*Saved entries*.
----------
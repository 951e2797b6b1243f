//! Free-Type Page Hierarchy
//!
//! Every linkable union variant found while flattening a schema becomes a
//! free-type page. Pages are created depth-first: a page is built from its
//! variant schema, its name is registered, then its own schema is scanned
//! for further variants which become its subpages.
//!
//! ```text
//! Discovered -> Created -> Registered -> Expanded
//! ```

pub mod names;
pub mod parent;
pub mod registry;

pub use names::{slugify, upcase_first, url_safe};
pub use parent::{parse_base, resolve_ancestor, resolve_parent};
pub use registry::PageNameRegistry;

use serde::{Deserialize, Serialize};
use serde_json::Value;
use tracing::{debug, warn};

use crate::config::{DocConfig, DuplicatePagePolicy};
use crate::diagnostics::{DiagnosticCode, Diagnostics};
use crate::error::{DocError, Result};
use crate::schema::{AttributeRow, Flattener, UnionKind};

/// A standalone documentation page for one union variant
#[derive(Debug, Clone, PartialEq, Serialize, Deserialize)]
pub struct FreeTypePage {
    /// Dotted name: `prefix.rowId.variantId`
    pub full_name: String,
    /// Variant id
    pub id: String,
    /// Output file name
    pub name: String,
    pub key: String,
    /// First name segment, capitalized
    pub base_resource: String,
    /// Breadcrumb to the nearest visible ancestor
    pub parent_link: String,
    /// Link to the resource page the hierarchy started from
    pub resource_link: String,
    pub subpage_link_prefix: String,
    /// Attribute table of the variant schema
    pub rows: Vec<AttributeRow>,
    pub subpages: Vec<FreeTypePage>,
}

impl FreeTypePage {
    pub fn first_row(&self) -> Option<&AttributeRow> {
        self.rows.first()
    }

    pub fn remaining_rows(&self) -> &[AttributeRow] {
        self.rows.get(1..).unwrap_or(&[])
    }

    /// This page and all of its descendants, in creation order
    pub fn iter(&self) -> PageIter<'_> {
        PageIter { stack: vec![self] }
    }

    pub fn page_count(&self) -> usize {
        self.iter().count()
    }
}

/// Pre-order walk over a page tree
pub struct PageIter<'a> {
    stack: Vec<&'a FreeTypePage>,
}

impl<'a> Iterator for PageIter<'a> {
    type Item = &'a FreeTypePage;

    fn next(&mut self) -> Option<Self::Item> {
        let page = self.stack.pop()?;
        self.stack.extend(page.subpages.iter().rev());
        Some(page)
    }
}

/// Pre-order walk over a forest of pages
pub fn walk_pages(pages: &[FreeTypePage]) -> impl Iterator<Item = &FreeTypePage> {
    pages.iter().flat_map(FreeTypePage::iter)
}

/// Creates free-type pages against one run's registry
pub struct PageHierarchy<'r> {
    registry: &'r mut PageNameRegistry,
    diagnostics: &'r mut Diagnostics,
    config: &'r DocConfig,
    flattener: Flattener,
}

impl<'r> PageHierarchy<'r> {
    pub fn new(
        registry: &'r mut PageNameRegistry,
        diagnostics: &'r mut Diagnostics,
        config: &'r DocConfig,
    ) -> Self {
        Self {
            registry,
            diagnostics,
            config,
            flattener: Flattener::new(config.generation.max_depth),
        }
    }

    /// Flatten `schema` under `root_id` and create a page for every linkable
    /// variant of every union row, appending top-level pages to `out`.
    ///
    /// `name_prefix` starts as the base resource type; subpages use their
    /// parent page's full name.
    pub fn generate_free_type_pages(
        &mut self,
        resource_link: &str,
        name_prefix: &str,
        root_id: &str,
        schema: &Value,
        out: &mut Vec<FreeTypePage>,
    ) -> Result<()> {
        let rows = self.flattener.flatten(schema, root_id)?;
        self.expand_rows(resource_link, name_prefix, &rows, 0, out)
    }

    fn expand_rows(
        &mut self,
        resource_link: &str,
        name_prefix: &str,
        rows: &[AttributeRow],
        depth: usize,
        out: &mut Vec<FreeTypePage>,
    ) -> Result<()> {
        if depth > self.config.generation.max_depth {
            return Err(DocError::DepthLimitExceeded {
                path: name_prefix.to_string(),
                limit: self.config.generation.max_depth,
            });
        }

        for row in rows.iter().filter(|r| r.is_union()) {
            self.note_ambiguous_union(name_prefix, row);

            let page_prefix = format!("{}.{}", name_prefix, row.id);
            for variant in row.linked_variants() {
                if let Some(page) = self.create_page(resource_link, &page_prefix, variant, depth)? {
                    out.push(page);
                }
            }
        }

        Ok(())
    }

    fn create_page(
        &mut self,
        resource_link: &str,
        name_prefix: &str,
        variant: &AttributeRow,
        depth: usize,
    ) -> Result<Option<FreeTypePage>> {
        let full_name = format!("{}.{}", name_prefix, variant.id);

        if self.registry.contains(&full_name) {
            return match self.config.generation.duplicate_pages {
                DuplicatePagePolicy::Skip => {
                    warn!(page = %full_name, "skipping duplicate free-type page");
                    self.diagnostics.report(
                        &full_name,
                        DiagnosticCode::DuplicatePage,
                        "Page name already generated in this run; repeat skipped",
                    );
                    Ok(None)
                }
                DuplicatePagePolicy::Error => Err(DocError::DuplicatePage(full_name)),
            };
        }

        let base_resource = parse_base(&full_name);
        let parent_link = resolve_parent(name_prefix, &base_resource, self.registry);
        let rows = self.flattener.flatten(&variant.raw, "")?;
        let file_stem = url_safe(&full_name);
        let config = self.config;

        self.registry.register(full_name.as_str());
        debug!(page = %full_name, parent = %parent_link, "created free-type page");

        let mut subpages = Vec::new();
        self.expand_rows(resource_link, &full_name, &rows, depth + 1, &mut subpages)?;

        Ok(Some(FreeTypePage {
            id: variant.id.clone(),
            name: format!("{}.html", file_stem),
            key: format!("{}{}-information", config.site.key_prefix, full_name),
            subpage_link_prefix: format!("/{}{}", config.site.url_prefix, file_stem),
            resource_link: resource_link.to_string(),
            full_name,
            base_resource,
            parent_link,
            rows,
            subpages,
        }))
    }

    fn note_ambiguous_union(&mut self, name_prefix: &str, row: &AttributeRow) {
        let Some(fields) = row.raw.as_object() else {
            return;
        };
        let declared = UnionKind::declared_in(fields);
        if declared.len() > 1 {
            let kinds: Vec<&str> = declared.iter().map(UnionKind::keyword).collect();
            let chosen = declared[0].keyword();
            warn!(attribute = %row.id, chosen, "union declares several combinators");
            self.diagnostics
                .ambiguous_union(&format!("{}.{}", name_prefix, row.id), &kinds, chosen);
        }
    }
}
----------
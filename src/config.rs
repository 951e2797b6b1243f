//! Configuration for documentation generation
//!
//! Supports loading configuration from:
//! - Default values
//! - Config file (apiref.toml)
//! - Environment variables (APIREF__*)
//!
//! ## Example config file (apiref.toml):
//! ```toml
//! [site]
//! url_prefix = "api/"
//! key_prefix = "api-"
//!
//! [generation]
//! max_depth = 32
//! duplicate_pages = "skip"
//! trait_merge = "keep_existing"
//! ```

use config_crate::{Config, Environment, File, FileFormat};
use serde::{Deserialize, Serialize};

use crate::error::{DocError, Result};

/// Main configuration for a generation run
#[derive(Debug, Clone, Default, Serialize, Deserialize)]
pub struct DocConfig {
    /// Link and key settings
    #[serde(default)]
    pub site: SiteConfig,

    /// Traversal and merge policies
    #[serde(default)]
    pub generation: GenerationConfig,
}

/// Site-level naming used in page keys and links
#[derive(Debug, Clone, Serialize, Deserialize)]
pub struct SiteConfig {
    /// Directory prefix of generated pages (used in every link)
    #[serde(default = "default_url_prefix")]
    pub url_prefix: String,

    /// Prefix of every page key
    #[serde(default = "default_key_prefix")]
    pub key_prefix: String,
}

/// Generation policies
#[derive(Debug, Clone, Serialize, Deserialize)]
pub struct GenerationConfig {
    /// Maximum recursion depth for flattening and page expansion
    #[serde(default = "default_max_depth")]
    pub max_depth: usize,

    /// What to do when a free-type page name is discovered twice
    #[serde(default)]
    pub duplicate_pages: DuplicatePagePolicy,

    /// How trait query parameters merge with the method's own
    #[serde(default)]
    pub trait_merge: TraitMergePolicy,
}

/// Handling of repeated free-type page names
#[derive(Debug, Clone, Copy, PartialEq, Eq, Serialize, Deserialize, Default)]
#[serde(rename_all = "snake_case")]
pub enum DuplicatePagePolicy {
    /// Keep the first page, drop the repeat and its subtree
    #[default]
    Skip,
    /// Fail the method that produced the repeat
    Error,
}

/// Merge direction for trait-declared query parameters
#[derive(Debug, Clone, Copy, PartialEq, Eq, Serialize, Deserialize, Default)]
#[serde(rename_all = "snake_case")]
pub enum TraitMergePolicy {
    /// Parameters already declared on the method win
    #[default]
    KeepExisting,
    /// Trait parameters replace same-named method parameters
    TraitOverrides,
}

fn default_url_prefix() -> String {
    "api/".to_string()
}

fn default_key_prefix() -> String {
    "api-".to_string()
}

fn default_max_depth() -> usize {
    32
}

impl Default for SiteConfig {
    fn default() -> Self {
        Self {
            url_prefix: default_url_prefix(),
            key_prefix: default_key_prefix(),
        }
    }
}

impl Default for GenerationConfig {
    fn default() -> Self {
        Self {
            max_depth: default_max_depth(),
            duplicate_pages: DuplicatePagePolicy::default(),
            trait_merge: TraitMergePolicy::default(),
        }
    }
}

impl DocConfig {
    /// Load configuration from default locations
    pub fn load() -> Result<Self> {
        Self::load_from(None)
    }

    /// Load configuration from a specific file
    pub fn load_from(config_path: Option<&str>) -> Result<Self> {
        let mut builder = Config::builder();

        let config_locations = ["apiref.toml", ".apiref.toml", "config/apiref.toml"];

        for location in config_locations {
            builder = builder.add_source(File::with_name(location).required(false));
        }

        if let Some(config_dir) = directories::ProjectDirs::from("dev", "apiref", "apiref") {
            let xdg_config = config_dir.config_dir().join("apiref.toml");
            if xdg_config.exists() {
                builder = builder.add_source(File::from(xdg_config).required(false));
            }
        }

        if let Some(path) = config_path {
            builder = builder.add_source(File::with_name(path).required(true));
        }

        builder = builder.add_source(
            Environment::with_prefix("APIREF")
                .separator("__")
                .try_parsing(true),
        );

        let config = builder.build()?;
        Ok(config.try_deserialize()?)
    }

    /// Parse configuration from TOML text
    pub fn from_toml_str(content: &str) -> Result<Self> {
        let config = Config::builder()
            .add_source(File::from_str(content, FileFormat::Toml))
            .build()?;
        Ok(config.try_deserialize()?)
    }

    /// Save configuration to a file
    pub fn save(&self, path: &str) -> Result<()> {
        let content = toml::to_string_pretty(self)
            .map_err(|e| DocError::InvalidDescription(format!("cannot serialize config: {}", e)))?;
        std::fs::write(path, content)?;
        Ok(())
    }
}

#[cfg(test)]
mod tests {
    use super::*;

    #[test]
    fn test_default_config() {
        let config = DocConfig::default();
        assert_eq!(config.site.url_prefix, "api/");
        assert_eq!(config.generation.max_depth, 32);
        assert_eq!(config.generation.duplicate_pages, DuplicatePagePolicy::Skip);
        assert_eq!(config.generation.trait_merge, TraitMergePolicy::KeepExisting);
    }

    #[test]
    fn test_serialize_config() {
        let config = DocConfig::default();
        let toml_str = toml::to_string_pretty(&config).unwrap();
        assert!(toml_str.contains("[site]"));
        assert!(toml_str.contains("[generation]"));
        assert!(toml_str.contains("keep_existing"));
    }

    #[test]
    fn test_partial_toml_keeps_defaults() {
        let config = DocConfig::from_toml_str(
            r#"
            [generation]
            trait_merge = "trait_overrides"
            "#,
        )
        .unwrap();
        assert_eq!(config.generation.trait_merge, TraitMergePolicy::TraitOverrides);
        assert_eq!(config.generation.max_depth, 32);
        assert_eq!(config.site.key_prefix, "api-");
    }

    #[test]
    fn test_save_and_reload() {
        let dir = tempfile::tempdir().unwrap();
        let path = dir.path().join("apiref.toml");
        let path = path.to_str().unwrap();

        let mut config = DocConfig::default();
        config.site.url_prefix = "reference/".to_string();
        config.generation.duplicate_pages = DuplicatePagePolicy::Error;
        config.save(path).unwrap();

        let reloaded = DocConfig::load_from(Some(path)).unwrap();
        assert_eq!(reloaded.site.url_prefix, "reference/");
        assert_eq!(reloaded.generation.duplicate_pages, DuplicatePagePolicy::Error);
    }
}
----------
Which lines above contain the word "GenerationConfig"? List them.

*Expected output*.
    pub generation: GenerationConfig,
pub struct GenerationConfig {
impl Default for GenerationConfig {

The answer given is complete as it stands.